# [EXERCISE]
Copy every line of the records below that holds the word "exists".

Collected data:
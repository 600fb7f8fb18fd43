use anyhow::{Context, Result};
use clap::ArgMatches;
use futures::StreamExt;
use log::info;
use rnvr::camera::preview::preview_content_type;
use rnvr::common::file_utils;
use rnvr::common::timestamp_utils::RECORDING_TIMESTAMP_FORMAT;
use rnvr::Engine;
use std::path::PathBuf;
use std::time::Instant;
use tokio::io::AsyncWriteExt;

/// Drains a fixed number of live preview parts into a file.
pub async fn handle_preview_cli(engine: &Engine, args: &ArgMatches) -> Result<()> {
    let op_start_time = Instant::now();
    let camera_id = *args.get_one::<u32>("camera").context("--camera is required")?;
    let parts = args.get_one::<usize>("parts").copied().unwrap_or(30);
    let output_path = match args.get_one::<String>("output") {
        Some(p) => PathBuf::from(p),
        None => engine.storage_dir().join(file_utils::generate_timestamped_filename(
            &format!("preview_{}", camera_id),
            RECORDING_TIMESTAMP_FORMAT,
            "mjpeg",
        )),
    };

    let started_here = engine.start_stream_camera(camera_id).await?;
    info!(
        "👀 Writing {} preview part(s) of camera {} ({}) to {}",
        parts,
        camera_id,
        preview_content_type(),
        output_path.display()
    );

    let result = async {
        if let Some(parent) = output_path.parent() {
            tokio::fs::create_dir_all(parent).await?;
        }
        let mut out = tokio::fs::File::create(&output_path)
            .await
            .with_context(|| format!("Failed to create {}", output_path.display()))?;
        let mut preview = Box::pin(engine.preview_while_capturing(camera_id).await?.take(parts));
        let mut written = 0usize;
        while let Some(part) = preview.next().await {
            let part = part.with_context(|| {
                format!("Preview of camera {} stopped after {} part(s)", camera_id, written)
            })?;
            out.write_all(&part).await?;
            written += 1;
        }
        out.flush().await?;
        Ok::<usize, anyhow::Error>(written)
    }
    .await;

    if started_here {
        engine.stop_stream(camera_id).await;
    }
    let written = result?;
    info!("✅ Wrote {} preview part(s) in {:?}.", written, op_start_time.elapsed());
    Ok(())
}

---

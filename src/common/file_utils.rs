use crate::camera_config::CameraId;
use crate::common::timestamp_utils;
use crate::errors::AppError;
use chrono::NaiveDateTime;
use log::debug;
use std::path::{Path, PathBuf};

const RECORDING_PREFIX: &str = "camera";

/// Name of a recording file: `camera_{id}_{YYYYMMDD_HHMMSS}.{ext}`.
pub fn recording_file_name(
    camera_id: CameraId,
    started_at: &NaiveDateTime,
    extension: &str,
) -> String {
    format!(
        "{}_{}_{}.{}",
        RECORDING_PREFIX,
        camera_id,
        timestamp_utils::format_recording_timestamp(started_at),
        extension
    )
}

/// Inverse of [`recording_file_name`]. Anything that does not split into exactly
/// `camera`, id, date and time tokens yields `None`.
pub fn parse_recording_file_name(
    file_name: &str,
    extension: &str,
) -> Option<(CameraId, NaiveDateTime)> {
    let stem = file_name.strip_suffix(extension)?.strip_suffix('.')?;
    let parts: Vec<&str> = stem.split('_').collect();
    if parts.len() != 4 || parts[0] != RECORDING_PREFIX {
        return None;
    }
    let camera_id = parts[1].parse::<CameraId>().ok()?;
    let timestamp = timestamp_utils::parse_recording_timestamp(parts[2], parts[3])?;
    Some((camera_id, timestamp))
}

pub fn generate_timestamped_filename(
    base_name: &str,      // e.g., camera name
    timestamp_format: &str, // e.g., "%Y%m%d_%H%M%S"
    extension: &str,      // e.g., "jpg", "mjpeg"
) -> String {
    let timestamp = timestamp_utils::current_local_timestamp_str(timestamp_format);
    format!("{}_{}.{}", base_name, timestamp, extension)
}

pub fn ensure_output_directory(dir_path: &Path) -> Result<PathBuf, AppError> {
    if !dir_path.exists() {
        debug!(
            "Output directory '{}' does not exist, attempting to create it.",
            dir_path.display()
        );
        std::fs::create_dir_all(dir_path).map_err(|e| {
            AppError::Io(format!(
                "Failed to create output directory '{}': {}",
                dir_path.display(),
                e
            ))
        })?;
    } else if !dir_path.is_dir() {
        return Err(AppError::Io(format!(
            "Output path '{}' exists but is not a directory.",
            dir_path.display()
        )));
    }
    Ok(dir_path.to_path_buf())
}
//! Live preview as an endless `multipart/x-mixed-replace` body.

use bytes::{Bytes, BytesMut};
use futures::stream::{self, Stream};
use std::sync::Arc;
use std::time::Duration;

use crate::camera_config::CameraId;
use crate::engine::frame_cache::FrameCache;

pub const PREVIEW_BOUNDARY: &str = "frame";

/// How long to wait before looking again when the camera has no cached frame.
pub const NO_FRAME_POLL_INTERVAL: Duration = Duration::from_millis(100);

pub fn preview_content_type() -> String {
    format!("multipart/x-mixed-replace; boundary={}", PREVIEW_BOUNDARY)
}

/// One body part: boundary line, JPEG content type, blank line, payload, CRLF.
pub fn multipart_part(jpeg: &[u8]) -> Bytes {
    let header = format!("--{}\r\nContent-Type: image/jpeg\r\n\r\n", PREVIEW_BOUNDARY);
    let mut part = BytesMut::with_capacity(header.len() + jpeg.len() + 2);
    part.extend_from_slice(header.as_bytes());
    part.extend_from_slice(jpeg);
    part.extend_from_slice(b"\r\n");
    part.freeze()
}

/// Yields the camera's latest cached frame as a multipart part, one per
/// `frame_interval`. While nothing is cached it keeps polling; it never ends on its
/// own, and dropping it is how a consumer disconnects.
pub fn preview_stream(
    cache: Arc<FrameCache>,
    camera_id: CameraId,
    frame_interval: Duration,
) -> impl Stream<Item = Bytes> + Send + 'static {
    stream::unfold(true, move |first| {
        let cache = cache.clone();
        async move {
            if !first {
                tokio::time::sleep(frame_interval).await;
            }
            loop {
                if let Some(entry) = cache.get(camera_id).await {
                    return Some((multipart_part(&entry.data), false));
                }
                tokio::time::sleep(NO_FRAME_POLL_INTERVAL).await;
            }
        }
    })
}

# [RESPONSE BOX]
    if !dir_path.exists() {
            "Output path '{}' exists but is not a directory.",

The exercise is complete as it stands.